Beyond the debate about whether and how to rescue the U.S. carmakers, this points to an even bigger issue -- and a connection that has received less attention in this debate than it deserves. The Democratic Party is allied with the unions, a marriage of head and heart. Obama has promised to support the "card-check" legislation that the unions see as vital for expanding their membership and bargaining power. The state of American auto manufacturing -- an example of union power in action -- ought to give him pause.
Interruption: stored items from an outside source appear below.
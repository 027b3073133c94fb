use std::path::PathBuf;
use thiserror::Error;

/// Errors raised while reading exports, writing the catalog or staging audio.
#[derive(Debug, Error)]
pub enum ConvertError {
    /// A numeric column held something that is not an integer
    #[error("Field '{field}' is not an integer: {value:?}")]
    InvalidInteger { field: &'static str, value: String },

    /// A row had too few or too many columns
    #[error("Row {line} of {path} has {found} fields, expected 6 or 7")]
    FieldCount {
        path: PathBuf,
        line: u64,
        found: usize,
    },

    #[error("CSV error: {0}")]
    Csv(#[from] csv::Error),

    #[error("IO error: {0}")]
    Io(#[from] std::io::Error),

    /// Tags could not be read from an audio file
    #[error("Failed to read tags from {path}: {message}")]
    Tags { path: PathBuf, message: String },
}

pub type Result<T> = std::result::Result<T, ConvertError>;
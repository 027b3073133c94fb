pub mod catalog_writer;
pub mod config;
pub mod error;
pub mod layout;
pub mod library_parser;
pub mod logging;
pub mod metadata;
pub mod models;
pub mod stager;

use anyhow::{Context, Result};
use clap::Parser;
use config::{Cli, Config};
use logging::LogSettings;
use models::SongRecord;
use stager::{AudioIndex, StageReport};

/// How a conversion run ended.
#[derive(Debug)]
pub enum Outcome {
    /// A precondition failed; nothing was read or written
    Rejected(String),
    Completed {
        records: usize,
        /// True when a new merged catalog was written
        wrote_catalog: bool,
        /// `None` for dry runs
        staged: Option<StageReport>,
    },
}

/// Entry point for the binary: parse arguments, set up logging, convert.
pub fn run() -> Result<()> {
    let cli = Cli::parse();

    let log_dir = if cli.no_log_file {
        None
    } else {
        Some(cli.log_dir.clone().unwrap_or_else(logging::default_log_dir))
    };
    logging::init(&LogSettings {
        debug: cli.debug,
        log_dir,
    })?;

    // Precondition failures are logged inside and end the run normally
    convert(&Config::from(&cli))?;
    Ok(())
}

/// Validates the inputs, loads or fuses the catalog, then stages audio.
pub fn convert(config: &Config) -> Result<Outcome> {
    if !config.tracks_dir.is_dir() {
        let msg = format!(
            "Takeout tracks directory must be a directory. {} is not a directory.",
            absolute(&config.tracks_dir)
        );
        tracing::error!("{}", msg);
        return Ok(Outcome::Rejected(msg));
    }

    if let Some(main_csv) = &config.main_csv {
        if !main_csv.is_file() {
            let msg = format!(
                "Main CSV file must be a csv file. {} is not a csv file.",
                absolute(main_csv)
            );
            tracing::error!("{}", msg);
            return Ok(Outcome::Rejected(msg));
        }
    }

    let (catalog, wrote_catalog) = match &config.main_csv {
        Some(main_csv) => {
            tracing::info!("Using existing catalog {}", main_csv.display());
            let catalog = library_parser::load_catalog(main_csv)
                .with_context(|| format!("Failed to read catalog {}", main_csv.display()))?;
            (catalog, false)
        }
        None => {
            let catalog = library_parser::fuse_catalog(&config.tracks_dir).with_context(|| {
                format!("Failed to merge CSV exports in {}", config.tracks_dir.display())
            })?;
            catalog_writer::write_catalog(&catalog, &config.output)
                .with_context(|| format!("Failed to write {}", config.output.display()))?;
            (catalog, true)
        }
    };

    let index = AudioIndex::scan(&config.tracks_dir)?;
    let staged = if config.dry_run {
        log_dry_run(&catalog, &index, config);
        None
    } else {
        Some(stager::stage_audio_files(
            &catalog,
            &index,
            &config.library_dir,
            config.mode,
        )?)
    };

    Ok(Outcome::Completed {
        records: catalog.len(),
        wrote_catalog,
        staged,
    })
}

fn log_dry_run(catalog: &[SongRecord], index: &AudioIndex, config: &Config) {
    let plan = stager::plan_staging(catalog, index, &config.library_dir);
    for operation in &plan.operations {
        tracing::info!(
            "[dry run] would {} {} -> {}",
            config.mode,
            operation.source.display(),
            operation.destination.display()
        );
    }
    for record in &plan.missing {
        tracing::warn!("[dry run] no audio file for '{}' by '{}'", record.title, record.artist);
    }
    tracing::info!(
        "[dry run] {} files would be staged, {} records have no audio",
        plan.operations.len(),
        plan.missing.len()
    );
}

fn absolute(path: &std::path::Path) -> String {
    std::path::absolute(path)
        .unwrap_or_else(|_| path.to_path_buf())
        .display()
        .to_string()
}
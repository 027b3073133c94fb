use std::path::PathBuf;

use clap::Parser;

use crate::catalog_writer::CATALOG_FILE_NAME;
use crate::stager::StageMode;

const DEFAULT_TRACKS_DIR: &str = "testfiles";
const DEFAULT_LIBRARY_SUBDIR: &str = "library";

#[derive(Debug, Parser)]
#[command(
    name = "takeout-converter",
    version,
    about = "Convert music takeout results to a library-friendly structure"
)]
pub struct Cli {
    /// Directory containing the flat list of tracks and their CSV exports
    #[arg(
        value_name = "TAKEOUT_TRACKS_DIRECTORY",
        env = "TAKEOUT_TRACKS_DIR",
        default_value = DEFAULT_TRACKS_DIR
    )]
    pub takeout_tracks_directory: PathBuf,

    /// Do not rename, remove or create any audio files. The merged CSV is
    /// still written for manual confirmation
    #[arg(long)]
    pub dry_run: bool,

    /// Move files instead of copying them to save space. An interrupted run
    /// cannot be rolled back
    #[arg(long)]
    pub move_files: bool,

    /// Existing merged CSV to stage from. Skips the CSV scrape step; produce
    /// one with --dry-run first
    #[arg(long, value_name = "PATH", env = "TAKEOUT_MAIN_CSV")]
    pub main_csv: Option<PathBuf>,

    /// Where the merged CSV is written
    #[arg(long, value_name = "PATH", default_value = CATALOG_FILE_NAME)]
    pub output: PathBuf,

    /// Root of the staged <Artist>/<Album>/ tree [default: <TAKEOUT_TRACKS_DIRECTORY>/library]
    #[arg(long, value_name = "PATH", env = "TAKEOUT_LIBRARY_DIR")]
    pub library_directory: Option<PathBuf>,

    /// Enable debug logging
    #[arg(long)]
    pub debug: bool,

    /// Directory for the persistent log file
    #[arg(long, value_name = "PATH", env = "TAKEOUT_LOG_DIR")]
    pub log_dir: Option<PathBuf>,

    /// Log to the console only
    #[arg(long)]
    pub no_log_file: bool,
}

/// Resolved run settings.
#[derive(Debug, Clone, PartialEq, Eq)]
pub struct Config {
    pub tracks_dir: PathBuf,
    pub main_csv: Option<PathBuf>,
    pub output: PathBuf,
    pub library_dir: PathBuf,
    pub dry_run: bool,
    pub mode: StageMode,
}

impl Config {
    pub fn new(tracks_dir: PathBuf) -> Self {
        Config {
            library_dir: tracks_dir.join(DEFAULT_LIBRARY_SUBDIR),
            tracks_dir,
            main_csv: None,
            output: PathBuf::from(CATALOG_FILE_NAME),
            dry_run: false,
            mode: StageMode::Copy,
        }
    }
}

impl From<&Cli> for Config {
    fn from(cli: &Cli) -> Self {
        let mut config = Config::new(cli.takeout_tracks_directory.clone());
        if let Some(library_dir) = &cli.library_directory {
            config.library_dir = library_dir.clone();
        }
        // An empty path means "not given"
        config.main_csv = cli
            .main_csv
            .clone()
            .filter(|p| !p.as_os_str().is_empty());
        config.output = cli.output.clone();
        config.dry_run = cli.dry_run;
        config.mode = if cli.move_files {
            StageMode::Move
        } else {
            StageMode::Copy
        };
        config
    }
}
use crate::error::Result;
use crate::models::SongRecord;
use std::fs;
use std::path::Path;

/// Name of the merged catalog, written to the working directory by default.
pub const CATALOG_FILE_NAME: &str = "main_csv.csv";

/// Documentary only: the column names do not match the record field names,
/// readers skip this line instead of mapping by it.
pub const CATALOG_HEADER: &str = "Title,Album,Artist,Duration (ms),Rating,Play Count,Removed";

/// Header plus one line per record, newline separated, no trailing newline.
pub fn render_catalog(records: &[SongRecord]) -> String {
    let mut lines = Vec::with_capacity(records.len() + 1);
    lines.push(CATALOG_HEADER.to_string());
    lines.extend(records.iter().map(|record| record.to_string()));
    lines.join("\n")
}

/// Writes the catalog to `path`, replacing whatever was there.
pub fn write_catalog<P: AsRef<Path>>(records: &[SongRecord], path: P) -> Result<()> {
    let path = path.as_ref();

    for record in records.iter().filter(|r| r.has_unsafe_field()) {
        tracing::warn!(
            "'{}' by '{}' contains a comma, quote or line break and will not read back cleanly",
            record.title,
            record.artist
        );
    }

    fs::write(path, render_catalog(records))?;
    tracing::info!("Wrote {} records to {}", records.len(), path.display());
    Ok(())
}
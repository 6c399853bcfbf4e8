//! Preview session state.

use std::path::{Path, PathBuf};

use serde::{Deserialize, Serialize};

/// A previewable file handle returned to the preview surface.
#[derive(Debug, Clone, PartialEq, Eq, Hash, Serialize, Deserialize)]
pub struct PreviewItem {
    path: PathBuf,
}

impl PreviewItem {
    /// Create an item for a file path.
    pub fn new(path: impl Into<PathBuf>) -> Self {
        Self { path: path.into() }
    }

    /// Path of the file to render.
    pub fn path(&self) -> &Path {
        &self.path
    }

    /// Title shown by the surface: the file name, or the whole path when
    /// there is none.
    pub fn title(&self) -> String {
        self.path
            .file_name()
            .map(|name| name.to_string_lossy().into_owned())
            .unwrap_or_else(|| self.path.display().to_string())
    }
}

/// Observable state of a [`PreviewSession`].
#[derive(Debug, Clone, Copy, PartialEq, Eq)]
pub enum SessionState<'a> {
    /// No target has been set yet.
    Empty,
    /// A single file is the preview target.
    Active(&'a Path),
}

/// Tracks the single file currently targeted for preview.
///
/// Setting a target replaces the previous one. There is no way back to the
/// empty state.
#[derive(Debug, Clone, Default, PartialEq, Eq, Serialize, Deserialize)]
pub struct PreviewSession {
    target_path: Option<PathBuf>,
}

impl PreviewSession {
    /// Create an empty session.
    pub fn new() -> Self {
        Self::default()
    }

    /// Current target, if any.
    pub fn target_path(&self) -> Option<&Path> {
        self.target_path.as_deref()
    }

    /// Replace the current target.
    pub fn set_target(&mut self, path: impl Into<PathBuf>) {
        self.target_path = Some(path.into());
    }

    /// Current state.
    pub fn state(&self) -> SessionState<'_> {
        match self.target_path.as_deref() {
            Some(path) => SessionState::Active(path),
            None => SessionState::Empty,
        }
    }

    /// Whether a target is set.
    pub fn is_active(&self) -> bool {
        self.target_path.is_some()
    }
}

#[cfg(test)]
mod tests {
    use super::*;

    #[test]
    fn test_new_session_is_empty() {
        let session = PreviewSession::new();
        assert_eq!(session.state(), SessionState::Empty);
        assert!(session.target_path().is_none());
        assert!(!session.is_active());
    }

    #[test]
    fn test_set_target_replaces() {
        let mut session = PreviewSession::new();
        session.set_target("/tmp/a.pdf");
        session.set_target("/tmp/b.pdf");
        assert_eq!(session.state(), SessionState::Active(Path::new("/tmp/b.pdf")));
    }

    #[test]
    fn test_item_title() {
        assert_eq!(PreviewItem::new("/downloads/invoice.pdf").title(), "invoice.pdf");
        assert_eq!(PreviewItem::new("/").title(), "/");
    }
}
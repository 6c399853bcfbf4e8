//! Presentation host for desktop sessions.

use quickpeek_core::{PresentationContext, PresentationHost};

/// When the host reports a presentation context.
#[derive(Debug, Clone, Copy, Default, PartialEq, Eq)]
pub enum AttachMode {
    /// Only when a display is available.
    #[default]
    Auto,
    /// Always, e.g. when the viewer does not need a display.
    Always,
}

/// Presents by displaying the surface directly.
#[derive(Debug, Clone, Copy, Default)]
pub struct SystemContext;

impl PresentationContext for SystemContext {}

/// Host backed by the current desktop session.
#[derive(Debug, Clone, Default)]
pub struct SystemHost {
    mode: AttachMode,
    context: SystemContext,
}

impl SystemHost {
    /// Create a host with the given attach mode.
    pub fn new(mode: AttachMode) -> Self {
        Self {
            mode,
            context: SystemContext,
        }
    }

    /// Attach mode in use.
    pub fn mode(&self) -> AttachMode {
        self.mode
    }

    /// Whether a presentation context is currently available.
    pub fn is_attached(&self) -> bool {
        match self.mode {
            AttachMode::Always => true,
            AttachMode::Auto => display_available(),
        }
    }
}

impl PresentationHost for SystemHost {
    fn top_context(&mut self) -> Option<&mut dyn PresentationContext> {
        if self.is_attached() {
            Some(&mut self.context)
        } else {
            None
        }
    }
}

#[cfg(any(target_os = "macos", target_os = "windows"))]
fn display_available() -> bool {
    true
}

#[cfg(not(any(target_os = "macos", target_os = "windows")))]
fn display_available() -> bool {
    ["DISPLAY", "WAYLAND_DISPLAY"]
        .iter()
        .any(|var| std::env::var_os(var).is_some_and(|value| !value.is_empty()))
}
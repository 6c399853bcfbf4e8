//! Permission adjustment applied before a file is previewed.

use std::fs;
use std::path::Path;

use crate::error::PreviewError;

/// Set the permission bits of `path` to `mode`.
///
/// On non-Unix platforms only the owner-write bit is meaningful: the file is
/// made writable when `mode` grants owner write and read-only otherwise.
pub fn adjust_permissions(path: &Path, mode: u32) -> Result<(), PreviewError> {
    let metadata = fs::metadata(path).map_err(|e| PreviewError::permission(path, mode, e))?;
    let permissions = target_permissions(metadata.permissions(), mode);
    fs::set_permissions(path, permissions).map_err(|e| PreviewError::permission(path, mode, e))
}

#[cfg(unix)]
fn target_permissions(_current: fs::Permissions, mode: u32) -> fs::Permissions {
    use std::os::unix::fs::PermissionsExt;
    fs::Permissions::from_mode(mode)
}

#[cfg(not(unix))]
fn target_permissions(mut current: fs::Permissions, mode: u32) -> fs::Permissions {
    current.set_readonly(mode & 0o200 == 0);
    current
}

#[cfg(test)]
mod tests {
    use super::*;

    #[test]
    fn test_missing_file_fails() {
        let dir = tempfile::tempdir().unwrap();
        let err = adjust_permissions(&dir.path().join("missing.pdf"), 0o644).unwrap_err();
        assert!(matches!(err, PreviewError::PermissionAdjustmentFailed { mode: 0o644, .. }));
    }

    #[cfg(unix)]
    #[test]
    fn test_sets_mode() {
        use std::os::unix::fs::PermissionsExt;

        let dir = tempfile::tempdir().unwrap();
        let path = dir.path().join("report.pdf");
        fs::write(&path, b"%PDF-1.4").unwrap();
        fs::set_permissions(&path, fs::Permissions::from_mode(0o600)).unwrap();

        adjust_permissions(&path, 0o644).unwrap();

        let mode = fs::metadata(&path).unwrap().permissions().mode() & 0o777;
        assert_eq!(mode, 0o644);
    }
}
No doubt there is plenty of blame to go around for the mess that the industry is in. Epic management incompetence has played its part. So has shortsighted economic policy, which kept the price of gasoline in the U.S. at a fraction of what it was in other industrial countries. (If fuel is dirt cheap, you cannot fault consumers for wanting to drive SUVs, or car manufacturers for selling the vehicles that buyers want.) But on top of that, the unions raised wages and benefits to insupportable levels, and for years blocked efforts to cut costs and increase efficiency. Worst of all, by anointing themselves co-managers, they reduced the domestic industry's ability to react promptly to shifts in demand. Is this how the Democratic Party intends to strengthen the economy?
By their own standards, admittedly, U.S. car producers have raised their game recently, and they have done it with the unions' help. Productivity in some of the domestic producers' plants is now as good as in nonunion plants run by foreigners. But this came late, and only under duress. It took the imminent collapse of the industry to moderate the unions' demands.
Unions destroyed Britain's car industry, and during the 1960s and '70s they accelerated the decline of British manufacturing and of the wider economy as well. Of course, they were far more powerful in those days than U.S. unions have ever been. Unions in America today are weak and getting weaker -- a trend that they hope to reverse with the incoming administration's help.
The point of the comparison is not to suggest that America might get a case of the pre-Thatcher British disease, but simply to question the Democrats' conviction that stronger unions serve their voters' wider interests. Look at GM, and tell me that strong unions are good for the economy.